The House Judiciary Committee gave its blessing Thursday night to a bill that would prohibit state or local governments from cooperating with the federal government when it attempts to identify or arrest people based on their race, ethnicity, immigration status or religious affiliation.
The bill, which passed on a 7-4 party line vote with Democrats in favor and Republicans opposed, is the latest in efforts by Democrats at the state capitol to send a message to President Trump regarding his immigration orders.
In January, House Democrats passed a resolution that asked the president to rescind his Jan. 27 executive order barring visa holders from seven mostly-Muslim countries from entering the United States and blocking any refugee, even those with visas, from coming to this country. The measure died in the Republican-controlled Senate.
Thursday’s bill, sponsored by Democratic Reps. Joe Salazar of Thornton and Daneya Esgar of Pueblo, was co-sponsored by 33 of the chamber’s remaining 35 Democrats. Only Speaker of the House Crisanta Duran of Denver and Rep. Tracy Kraft-Tharp of Arvada weren’t on the list.
The judiciary committee hearing was in marked contrast to a hearing held three weeks ago on a bill that would hold elected officials liable for so-called “sanctuary city” policies. The bill, sponsored by Republican Rep. Dave Williams of Colorado Springs, who is half-Latino and identifies as Latino, would have allowed victims of crime committed by “illegal aliens” to sue those elected officials. The bill’s hearing went on until almost midnight with hours of passionate testimony on both sides.
The hearing on the Salazar/Esgar bill, by contrast, included few in opposition. Most of the witnesses spoke in support, with many asking the committee not to repeat the mistakes of the past, such as the internment of Japanese-American citizens during World War II.
The proposal was named after Colorado Gov. Ralph Carr, who opposed the internment of Japanese-Americans, although he also felt it was his patriotic duty to follow directives from Washington, D.C. That led to the Granada War Relocation Center, also known as Camp Amache, east of Lamar.

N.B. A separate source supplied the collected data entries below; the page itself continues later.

// =============================================================================
// Alpaca REST client
// =============================================================================
//
// SECURITY: the secret key is sent only as a request header and never logged
// or serialized. All calls pass through the shared rate limiter before
// reaching the wire; idempotent GETs additionally pass through the retry
// helper. Order submission is deliberately retry-free.
// =============================================================================

use std::collections::HashMap;
use std::time::{Duration, Instant};

use async_trait::async_trait;
use chrono::{DateTime, Utc};
use parking_lot::RwLock;
use reqwest::header::{HeaderMap, HeaderValue};
use rust_decimal::Decimal;
use serde::Deserialize;
use tracing::{debug, instrument, warn};

use crate::market_data::Candle;
use crate::types::{MarketMode, OrderState, OrderType};

use super::error::GatewayError;
use super::rate_limit::RateLimiter;
use super::retry::retry_idempotent;
use super::symbols;
use super::{Account, AssetInfo, BrokerGateway, BrokerOrder, BrokerPosition, OrderRequest};

/// How long a clock reading stays fresh before the broker is asked again.
const CLOCK_CACHE_TTL: Duration = Duration::from_secs(30);

pub struct AlpacaClient {
    trading_base: String,
    data_base: String,
    client: reqwest::Client,
    limiter: RateLimiter,
    max_retries: u32,
    clock_cache: RwLock<Option<(Instant, bool)>>,
}

impl AlpacaClient {
    /// Create a client against the paper-trading host. `api_key` / `secret`
    /// are sent as headers on every request.
    pub fn new(
        api_key: impl Into<String>,
        secret: impl Into<String>,
        rate_limit_per_min: u32,
        max_retries: u32,
    ) -> Self {
        let api_key = api_key.into();
        let secret = secret.into();

        let mut default_headers = HeaderMap::new();
        if let Ok(val) = HeaderValue::from_str(&api_key) {
            default_headers.insert("APCA-API-KEY-ID", val);
        }
        if let Ok(mut val) = HeaderValue::from_str(&secret) {
            val.set_sensitive(true);
            default_headers.insert("APCA-API-SECRET-KEY", val);
        }

        let client = reqwest::Client::builder()
            .default_headers(default_headers)
            .timeout(Duration::from_secs(10))
            .build()
            .expect("failed to build reqwest client");

        let trading_base = std::env::var("ALPACA_TRADING_URL")
            .unwrap_or_else(|_| "https://paper-api.alpaca.markets".to_string());
        let data_base = std::env::var("ALPACA_DATA_URL")
            .unwrap_or_else(|_| "https://data.alpaca.markets".to_string());

        debug!(trading_base = %trading_base, data_base = %data_base, "AlpacaClient initialised");

        Self {
            trading_base,
            data_base,
            client,
            limiter: RateLimiter::new(rate_limit_per_min),
            max_retries,
            clock_cache: RwLock::new(None),
        }
    }

    // -------------------------------------------------------------------------
    // Low-level request helpers
    // -------------------------------------------------------------------------

    async fn get_json(&self, url: &str) -> Result<serde_json::Value, GatewayError> {
        self.limiter.acquire().await;
        let resp = self
            .client
            .get(url)
            .send()
            .await
            .map_err(GatewayError::from_transport)?;

        let status = resp.status();
        let text = resp.text().await.map_err(GatewayError::from_transport)?;

        if !status.is_success() {
            return Err(GatewayError::from_status(status, &text));
        }

        serde_json::from_str(&text)
            .map_err(|e| GatewayError::Fatal(format!("malformed broker response: {e}")))
    }

    /// GET with the transient-retry policy applied.
    async fn get_json_retried(&self, label: &str, url: &str) -> Result<serde_json::Value, GatewayError> {
        retry_idempotent(label, self.max_retries, || self.get_json(url)).await
    }
}

// =============================================================================
// Wire shapes
// =============================================================================

#[derive(Debug, Deserialize)]
struct RawOrder {
    id: String,
    client_order_id: String,
    status: String,
    #[serde(default)]
    filled_avg_price: Option<Decimal>,
    #[serde(default)]
    filled_qty: Option<Decimal>,
}

#[derive(Debug, Deserialize)]
struct RawBar {
    t: DateTime<Utc>,
    o: Decimal,
    h: Decimal,
    l: Decimal,
    c: Decimal,
    v: Decimal,
}

impl From<RawBar> for Candle {
    fn from(raw: RawBar) -> Self {
        Candle {
            t: raw.t,
            o: raw.o,
            h: raw.h,
            l: raw.l,
            c: raw.c,
            v: raw.v,
        }
    }
}

/// Map the broker's order status string to the engine's state set.
pub(crate) fn map_order_status(status: &str) -> OrderState {
    match status {
        "pending_new" => OrderState::PendingNew,
        "new" | "accepted" | "pending_cancel" | "pending_replace" => OrderState::Accepted,
        "partially_filled" => OrderState::PartiallyFilled,
        "filled" => OrderState::Filled,
        "canceled" | "stopped" | "suspended" => OrderState::Cancelled,
        "rejected" => OrderState::Rejected,
        "expired" | "done_for_day" => OrderState::Expired,
        other => {
            warn!(status = other, "unknown broker order status — treating as accepted");
            OrderState::Accepted
        }
    }
}

fn broker_order_from_raw(raw: RawOrder) -> BrokerOrder {
    BrokerOrder {
        state: map_order_status(&raw.status),
        broker_id: raw.id,
        client_order_id: raw.client_order_id,
        filled_avg_price: raw.filled_avg_price,
        filled_qty: raw.filled_qty.unwrap_or_default(),
    }
}

// =============================================================================
// BrokerGateway implementation
// =============================================================================

#[async_trait]
impl BrokerGateway for AlpacaClient {
    #[instrument(skip(self, req), fields(symbol = %req.symbol, side = %req.side), name = "alpaca::submit_order")]
    async fn submit_order(&self, req: &OrderRequest) -> Result<BrokerOrder, GatewayError> {
        self.limiter.acquire().await;

        let mut body = serde_json::json!({
            "symbol": symbols::broker_form(&req.symbol, req.market_mode),
            "qty": req.qty.to_string(),
            "side": req.side.to_string(),
            "type": req.order_type.to_string(),
            "time_in_force": req.tif.to_string(),
            "client_order_id": req.client_order_id,
        });
        if req.order_type == OrderType::Limit {
            let limit = req
                .limit_price
                .ok_or_else(|| GatewayError::Fatal("limit order without limit_price".into()))?;
            body["limit_price"] = serde_json::Value::String(limit.to_string());
        }

        let url = format!("{}/v2/orders", self.trading_base);
        let resp = self
            .client
            .post(&url)
            .json(&body)
            .send()
            .await
            .map_err(GatewayError::from_transport)?;

        let status = resp.status();
        let text = resp.text().await.map_err(GatewayError::from_transport)?;
        if !status.is_success() {
            return Err(GatewayError::from_status(status, &text));
        }

        let raw: RawOrder = serde_json::from_str(&text)
            .map_err(|e| GatewayError::Fatal(format!("malformed order response: {e}")))?;

        debug!(broker_id = %raw.id, status = %raw.status, "order submitted");
        Ok(broker_order_from_raw(raw))
    }

    #[instrument(skip(self), name = "alpaca::cancel_order")]
    async fn cancel_order(&self, broker_id: &str) -> Result<(), GatewayError> {
        self.limiter.acquire().await;

        let url = format!("{}/v2/orders/{broker_id}", self.trading_base);
        let resp = self
            .client
            .delete(&url)
            .send()
            .await
            .map_err(GatewayError::from_transport)?;

        let status = resp.status();
        if status.is_success() || status.as_u16() == 404 {
            // Already gone counts as cancelled.
            return Ok(());
        }
        let text = resp.text().await.map_err(GatewayError::from_transport)?;
        Err(GatewayError::from_status(status, &text))
    }

    #[instrument(skip(self), name = "alpaca::get_order_by_client_id")]
    async fn get_order_by_client_id(
        &self,
        client_order_id: &str,
    ) -> Result<Option<BrokerOrder>, GatewayError> {
        let url = format!(
            "{}/v2/orders:by_client_order_id?client_order_id={client_order_id}",
            self.trading_base
        );
        match self.get_json_retried("get_order_by_client_id", &url).await {
            Ok(value) => {
                let raw: RawOrder = serde_json::from_value(value)
                    .map_err(|e| GatewayError::Fatal(format!("malformed order response: {e}")))?;
                Ok(Some(broker_order_from_raw(raw)))
            }
            Err(GatewayError::Fatal(msg)) if msg.starts_with("404") => Ok(None),
            Err(e) => Err(e),
        }
    }

    #[instrument(skip(self), name = "alpaca::get_account")]
    async fn get_account(&self) -> Result<Account, GatewayError> {
        let url = format!("{}/v2/account", self.trading_base);
        let value = self.get_json_retried("get_account", &url).await?;
        serde_json::from_value(value)
            .map_err(|e| GatewayError::Fatal(format!("malformed account response: {e}")))
    }

    #[instrument(skip(self), name = "alpaca::list_positions")]
    async fn list_positions(&self) -> Result<Vec<BrokerPosition>, GatewayError> {
        let url = format!("{}/v2/positions", self.trading_base);
        let value = self.get_json_retried("list_positions", &url).await?;
        let mut positions: Vec<BrokerPosition> = serde_json::from_value(value)
            .map_err(|e| GatewayError::Fatal(format!("malformed positions response: {e}")))?;
        for p in &mut positions {
            p.symbol = symbols::canonical(&p.symbol);
        }
        Ok(positions)
    }

    #[instrument(skip(self), name = "alpaca::get_bars")]
    async fn get_bars(
        &self,
        symbol: &str,
        mode: MarketMode,
        timeframe: &str,
        limit: usize,
    ) -> Result<Vec<Candle>, GatewayError> {
        let broker_symbol = symbols::broker_form(symbol, mode);

        let bars: Vec<RawBar> = match mode {
            MarketMode::Equities => {
                let url = format!(
                    "{}/v2/stocks/{broker_symbol}/bars?timeframe={timeframe}&limit={limit}",
                    self.data_base
                );
                #[derive(Deserialize)]
                struct StockBars {
                    #[serde(default)]
                    bars: Vec<RawBar>,
                }
                let value = self.get_json_retried("get_bars", &url).await?;
                let parsed: StockBars = serde_json::from_value(value)
                    .map_err(|e| GatewayError::Fatal(format!("malformed bars response: {e}")))?;
                parsed.bars
            }
            MarketMode::Crypto => {
                let url = format!(
                    "{}/v1beta3/crypto/us/bars?symbols={broker_symbol}&timeframe={timeframe}&limit={limit}",
                    self.data_base
                );
                #[derive(Deserialize)]
                struct CryptoBars {
                    #[serde(default)]
                    bars: HashMap<String, Vec<RawBar>>,
                }
                let value = self.get_json_retried("get_bars", &url).await?;
                let parsed: CryptoBars = serde_json::from_value(value)
                    .map_err(|e| GatewayError::Fatal(format!("malformed bars response: {e}")))?;
                parsed.bars.into_values().next().unwrap_or_default()
            }
        };

        debug!(symbol, count = bars.len(), "bars fetched");
        Ok(bars.into_iter().map(Candle::from).collect())
    }

    #[instrument(skip(self), name = "alpaca::get_asset")]
    async fn get_asset(
        &self,
        symbol: &str,
        mode: MarketMode,
    ) -> Result<Option<AssetInfo>, GatewayError> {
        let broker_symbol = symbols::broker_form(symbol, mode);
        let url = format!("{}/v2/assets/{broker_symbol}", self.trading_base);
        match self.get_json_retried("get_asset", &url).await {
            Ok(value) => {
                let mut info: AssetInfo = serde_json::from_value(value)
                    .map_err(|e| GatewayError::Fatal(format!("malformed asset response: {e}")))?;
                info.symbol = symbols::canonical(&info.symbol);
                Ok(Some(info))
            }
            Err(GatewayError::Fatal(msg)) if msg.starts_with("404") => Ok(None),
            Err(e) => Err(e),
        }
    }

    async fn is_market_open(&self, mode: MarketMode) -> bool {
        if mode == MarketMode::Crypto {
            return true;
        }

        if let Some((at, open)) = *self.clock_cache.read() {
            if at.elapsed() < CLOCK_CACHE_TTL {
                return open;
            }
        }

        let url = format!("{}/v2/clock", self.trading_base);
        match self.get_json_retried("get_clock", &url).await {
            Ok(value) => {
                let open = value
                    .get("is_open")
                    .and_then(|v| v.as_bool())
                    .unwrap_or(false);
                *self.clock_cache.write() = Some((Instant::now(), open));
                open
            }
            Err(e) => {
                // Fail closed: without a clock reading the equities loop must
                // not trade.
                warn!(error = %e, "clock query failed — treating market as closed");
                false
            }
        }
    }
}

impl std::fmt::Debug for AlpacaClient {
    fn fmt(&self, f: &mut std::fmt::Formatter<'_>) -> std::fmt::Result {
        f.debug_struct("AlpacaClient")
            .field("api_key", &"<redacted>")
            .field("secret", &"<redacted>")
            .field("trading_base", &self.trading_base)
            .field("data_base", &self.data_base)
            .finish()
    }
}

“This bill, just like the governor it was named after, protects Coloradans from the overreach and terrorizing of the federal government,” Salazar told the committee.
Iman Jodeh, who spoke on behalf of the Colorado Muslim Society, said “I am the face of this bill.” Jodeh, who is the daughter of refugees, told lawmakers they have a responsibility to protect all Americans. “I am a Muslim, a faith leader, a community activist, small business owner and a lecturer at the University of Denver. These are all things afforded me simply because I’m an American. My whole life, I have pledged allegiance to the flag of the United States of America.”
But Jodeh also has first-hand experience on what happens to Muslims in other countries. “As an American citizen, I have been held and detained in a government building for nine hours because of my religion. I have looked down the barrel of a tank because of my nationality. I have been hit with a machine gun, shot and tear-gassed. All because of my religion. I’ve had to flee a war zone because of my religion. Don’t bring that to the United States.”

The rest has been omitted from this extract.